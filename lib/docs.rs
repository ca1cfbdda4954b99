//! Theoretical background.
//!
//! # Contents
//! - [Background](#background)
//! - [Finite-difference mesh geometry](#finite-difference-mesh-geometry)
//! - [Spread functional](#spread-functional)
//! - [Subspace selection](#subspace-selection)
//! - [Gauge optimization](#gauge-optimization)
//!
//! # Background
//! The eigenstates of a periodic Hamiltonian are Bloch states
//! ```text
//! ψ_{n,k}(r) = e^{i k·r} u_{n,k}(r)
//! ```
//! with *u* cell-periodic. In a tight-binding representation both gauges
//! reduce to complex amplitude vectors over the home-cell orbitals, related
//! by the per-orbital phase `exp(i 2π k·τ)` where *τ* is the orbital
//! position in reduced coordinates.
//!
//! A Wannier function is the lattice Fourier transform of a Bloch band,
//! ```text
//!            1
//! |R n⟩  =  ---  Σ_k e^{-i k·R} |ψ_{n,k}⟩
//!           N_k
//! ```
//! Because any k-dependent unitary mixing of the states (a *gauge*
//! transformation) leaves the spanned space invariant while changing every
//! individual |R n⟩, Wannier functions are massively non-unique. The
//! maximally localized choice of Marzari and Vanderbilt[^1] fixes the gauge
//! by minimizing the total quadratic spread
//! ```text
//! Ω = Σ_n ( ⟨r²⟩_n - ⟨r⟩_n² )
//! ```
//!
//! # Finite-difference mesh geometry
//! All position moments are evaluated from overlaps between cell-periodic
//! states at neighboring mesh points,
//! ```text
//! M_mn(k, b) = ⟨u_{m,k} | u_{n,k+b}⟩
//! ```
//! where the offsets *b* run over shells of equal distance and carry
//! weights *w_b* satisfying the completeness condition
//! ```text
//! Σ_b w_b b_α b_β = δ_αβ
//! ```
//! solved here by least squares over the requested shell count. When `k+b`
//! leaves the sampled zone the wrapped state is patched by the phase
//! `exp(-i 2π τ·G)` of the crossed reciprocal vector *G*, which is exactly
//! the periodic-gauge condition `u_{n,k+G} = u_{n,k} e^{-i G·r}`.
//!
//! # Spread functional
//! With those ingredients the center and second moment of each Wannier
//! function follow from the diagonal overlaps,
//! ```text
//! ⟨r⟩_n  = -(1/N_k) Σ_{k,b} w_b  Im ln M_nn(k, b)  b
//! ⟨r²⟩_n =  (1/N_k) Σ_{k,b} w_b [ 1 - |M_nn|² + (Im ln M_nn)² ]
//! ```
//! and the spread splits as `Ω = Ω_I + Ω̃` into a gauge-invariant part
//! ```text
//! Ω_I = (1/N_k) Σ_{k,b} w_b [ N - Σ_{mn} |M_mn|² ]
//! ```
//! and a gauge-dependent remainder Ω̃. Ω_I measures how much the occupied
//! subspace changes between neighboring mesh points; Ω̃ measures how badly
//! the individual states are aligned within that subspace.
//!
//! # Subspace selection
//! When the target states must be carved out of a larger manifold, the
//! disentanglement procedure of Souza, Marzari, and Vanderbilt[^2]
//! minimizes Ω_I alone: at every mesh point the M-dimensional subspace with
//! the largest overlap onto the neighbor-averaged projector
//! ```text
//! P̄(k) = Σ_b w_b P(k+b)
//! ```
//! is selected by diagonalizing `Z = ⟨outer| P̄ |outer⟩` and keeping the
//! leading eigenvectors, iterating to self-consistency. States inside a
//! frozen window are excluded from the rotation and re-attached verbatim;
//! a mixing factor α ∈ (0, 1] damps the projector update when the plain
//! iteration oscillates.
//!
//! # Gauge optimization
//! The remaining spread Ω̃ is minimized by gradient descent on the manifold
//! of per-k unitaries. Writing `R = M ⊙ conj(diag M)` and
//! `T = (M / diag M) ⊙ q` with `q_n = Im ln M_nn + b·⟨r⟩_n`, the
//! Riemannian gradient is the anti-Hermitian matrix
//! ```text
//! G(k) = 4 Σ_b w_b ( A[R] - S[T] )
//! A[X] = (X - Xᴴ)/2,   S[X] = (X + Xᴴ)/2i
//! ```
//! and each step applies `U(k) ← U(k) · exp(η ε G(k))`. Since *G* is
//! anti-Hermitian, the exponential is evaluated through the Hermitian
//! eigendecomposition of *iG*, which cannot run into defective-matrix
//! trouble. The overlap matrix is rotated as `Uᴴ(k)·M⁰(k,b)·U(k+b)` with
//! the neighbor unitary read through the wrapped mesh index.
//!
//! [^1]: N. Marzari and D. Vanderbilt, "Maximally localized generalized
//!     Wannier functions for composite energy bands", Phys. Rev. B **56**,
//!     12847 (1997).
//!
//! [^2]: I. Souza, N. Marzari, and D. Vanderbilt, "Maximally localized
//!     Wannier functions for entangled energy bands", Phys. Rev. B **65**,
//!     035109 (2001).
//! End-to-end flattening: fetch, load patterns, walk, write.

use crate::config::Config;
use crate::error::Result;
use crate::fetch::{fetch_repository, RepoContext, RepoReference};
use crate::patterns::{load_patterns, ExclusionMatcher};
use crate::render::{write_output, OutputTarget, ProcessingOutcome};
use crate::scan::TreeWalker;
use std::path::Path;

/// Milestones reported while a repository is flattened.
#[derive(Debug, Clone, PartialEq, Eq)]
pub enum Stage {
    Fetching(String),
    Processing,
    Writing(OutputTarget),
}

/// What a finished run produced.
#[derive(Debug, Clone, PartialEq, Eq)]
pub struct FlattenSummary {
    pub files_processed: usize,
    pub files_skipped: usize,
    pub bytes_written: usize,
    pub target: OutputTarget,
}

/// Flatten an already materialized directory.
pub fn flatten_directory(root: &Path, config: &Config) -> Result<ProcessingOutcome> {
    let patterns = load_patterns(root, &config.exclude, config.exclude_file.as_deref())?;
    let matcher = ExclusionMatcher::new(&patterns);

    TreeWalker::new(root.to_path_buf(), &matcher)
        .max_file_bytes(config.threshold_bytes())
        .include_all(config.include_all)
        .walk()
}

/// Fetch `reference`, flatten it, and write the result.
///
/// The temporary clone is removed before this returns, whether or not the
/// run succeeded.
pub fn flatten_repository(
    reference: &str,
    config: &Config,
    mut on_stage: impl FnMut(&Stage),
) -> Result<FlattenSummary> {
    config.validate()?;
    let parsed = RepoReference::parse(reference)?;

    on_stage(&Stage::Fetching(parsed.clone_url()));
    let context = fetch_repository(&parsed, config.git_ref.as_deref())?;

    flatten_context(context, &parsed, config, on_stage)
}

/// Flatten an already fetched checkout and write the result.
///
/// Takes ownership of `context`, so a temporary checkout is gone by the
/// time this returns, on success and on every error.
pub fn flatten_context(
    context: RepoContext,
    parsed: &RepoReference,
    config: &Config,
    mut on_stage: impl FnMut(&Stage),
) -> Result<FlattenSummary> {
    on_stage(&Stage::Processing);
    let outcome = flatten_directory(&context.root_path, config)?;

    let target = match &config.output {
        Some(path) => OutputTarget::from_path(path),
        None => OutputTarget::File(parsed.default_output_name().into()),
    };
    on_stage(&Stage::Writing(target.clone()));
    write_output(&target, &outcome.content)?;

    drop(context);
    Ok(FlattenSummary {
        files_processed: outcome.files_processed,
        files_skipped: outcome.files_skipped,
        bytes_written: outcome.content.len(),
        target,
    })
}

#[cfg(test)]
mod tests {
    use super::*;
    use crate::error::Error;
    use crate::fetch::github::{clone_repository, init_local_repository};
    use std::fs;
    use tempfile::TempDir;

    fn write(root: &Path, rel: &str, content: &str) {
        let path = root.join(rel);
        fs::create_dir_all(path.parent().expect("parent")).expect("mkdir");
        fs::write(path, content).expect("write");
    }

    #[test]
    fn pattern_file_excludes_tests_and_dist() {
        let tmp = TempDir::new().expect("tmp");
        let repo = tmp.path().join("repo");
        write(&repo, "src/components/Button.test.js", "test('x')");
        write(&repo, "src/components/Button.js", "export default 1;");
        write(&repo, "dist/bundle.js", "var a;");
        write(&repo, "README.md", "# demo");

        let pattern_file = tmp.path().join("exclude.txt");
        fs::write(&pattern_file, "*.test.js\n\n# build output\ndist/*\n").expect("write patterns");

        let config = Config { exclude_file: Some(pattern_file), ..Config::default() };
        let outcome = flatten_directory(&repo, &config).expect("flatten");

        assert!(!outcome.content.contains("Button.test.js"));
        assert!(!outcome.content.contains("dist/bundle.js"));
        assert!(outcome.content.contains("File: src/components/Button.js"));
        assert!(outcome.content.contains("File: README.md"));
        assert_eq!(outcome.files_skipped, 2);
    }

    #[test]
    fn default_pattern_file_in_repo_root_is_used() {
        let tmp = TempDir::new().expect("tmp");
        let root = tmp.path();
        write(root, "repo-to-text-ignore.txt", "*.lock\n");
        write(root, "Cargo.lock", "lock");
        write(root, "src/main.rs", "fn main() {}");

        let outcome = flatten_directory(root, &Config::default()).expect("flatten");
        assert!(!outcome.content.contains("File: Cargo.lock"));
        assert!(outcome.content.contains("File: src/main.rs"));
        // The plain-text pattern file is an ordinary file and gets embedded
        assert!(outcome.content.contains("File: repo-to-text-ignore.txt"));
    }

    #[test]
    fn threshold_applies_unless_include_all() {
        let tmp = TempDir::new().expect("tmp");
        let root = tmp.path();
        write(root, "big.txt", &"x".repeat(200_000));
        write(root, "small.txt", "tiny");

        let outcome = flatten_directory(root, &Config::default()).expect("flatten");
        assert_eq!(outcome.files_processed, 1);
        assert_eq!(outcome.files_skipped, 1);

        let config = Config { include_all: true, ..Config::default() };
        let outcome = flatten_directory(root, &config).expect("flatten");
        assert_eq!(outcome.files_processed, 2);
    }

    #[test]
    fn unreadable_pattern_file_aborts() {
        let tmp = TempDir::new().expect("tmp");
        write(tmp.path(), "a.txt", "a");
        let config =
            Config { exclude_file: Some(tmp.path().join("missing.txt")), ..Config::default() };

        let err = flatten_directory(tmp.path(), &config).expect_err("should fail");
        assert!(matches!(err, Error::PatternFileUnreadable { .. }));
    }

    #[test]
    fn invalid_reference_fails_before_fetching() {
        let mut stages = Vec::new();
        let err = flatten_repository("not a repo", &Config::default(), |s| stages.push(s.clone()))
            .expect_err("should fail");
        assert!(matches!(err, Error::InvalidReference { .. }));
        assert!(stages.is_empty());
    }

    #[test]
    fn invalid_threshold_fails_before_fetching() {
        let config = Config { threshold_mb: -0.5, ..Config::default() };
        let err = flatten_repository("owner/repo", &config, |_| {}).expect_err("should fail");
        assert!(matches!(err, Error::InvalidConfig(_)));
    }

    fn local_clone(upstream: &TempDir) -> RepoContext {
        let url = init_local_repository(
            upstream.path(),
            &[("README.md", "# demo\n"), ("src/lib.rs", "pub fn demo() {}\n")],
        );
        clone_repository(&url, None).expect("clone")
    }

    #[test]
    fn flatten_context_writes_output_and_removes_clone() {
        let upstream = TempDir::new().expect("upstream");
        let out = TempDir::new().expect("out");
        let context = local_clone(&upstream);
        let root = context.root_path.clone();
        let parsed = RepoReference::parse("owner/demo").expect("reference");
        let output = out.path().join("demo.txt");
        let config = Config { output: Some(output.clone()), ..Config::default() };

        let mut stages = Vec::new();
        let summary = flatten_context(context, &parsed, &config, |s| stages.push(s.clone()))
            .expect("flatten");

        assert_eq!(summary.files_processed, 2);
        assert_eq!(summary.target, OutputTarget::File(output.clone()));
        assert_eq!(stages.len(), 2);
        let written = fs::read_to_string(&output).expect("read output");
        assert!(written.contains("File: README.md"));
        assert!(written.contains("File: src/lib.rs"));
        assert!(!written.contains(".git"));
        assert!(!root.exists(), "clone should be removed after a successful run");
    }

    #[test]
    fn unreadable_pattern_file_removes_clone() {
        let upstream = TempDir::new().expect("upstream");
        let out = TempDir::new().expect("out");
        let context = local_clone(&upstream);
        let root = context.root_path.clone();
        let parsed = RepoReference::parse("owner/demo").expect("reference");
        let config = Config {
            exclude_file: Some(out.path().join("missing.txt")),
            output: Some(out.path().join("demo.txt")),
            ..Config::default()
        };

        let err = flatten_context(context, &parsed, &config, |_| {}).expect_err("should fail");

        assert!(matches!(err, Error::PatternFileUnreadable { .. }));
        assert!(!root.exists(), "clone should be removed when patterns fail to load");
        assert!(!out.path().join("demo.txt").exists());
    }

    #[test]
    fn failed_write_removes_clone() {
        let upstream = TempDir::new().expect("upstream");
        let out = TempDir::new().expect("out");
        let context = local_clone(&upstream);
        let root = context.root_path.clone();
        let parsed = RepoReference::parse("owner/demo").expect("reference");
        // An existing directory cannot be written as a file
        let config = Config { output: Some(out.path().to_path_buf()), ..Config::default() };

        let err = flatten_context(context, &parsed, &config, |_| {}).expect_err("should fail");

        assert!(matches!(err, Error::WriteOutput { .. }));
        assert!(!root.exists(), "clone should be removed when the write fails");
    }
}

#### EXERCISE DIRECTIONS
Please return every line in the data that includes the string "Hermitian".

#### RESPONSE TO THE TASK
//! Riemannian gradient is the anti-Hermitian matrix
//! anti-Hermitian, the exponential is evaluated through the Hermitian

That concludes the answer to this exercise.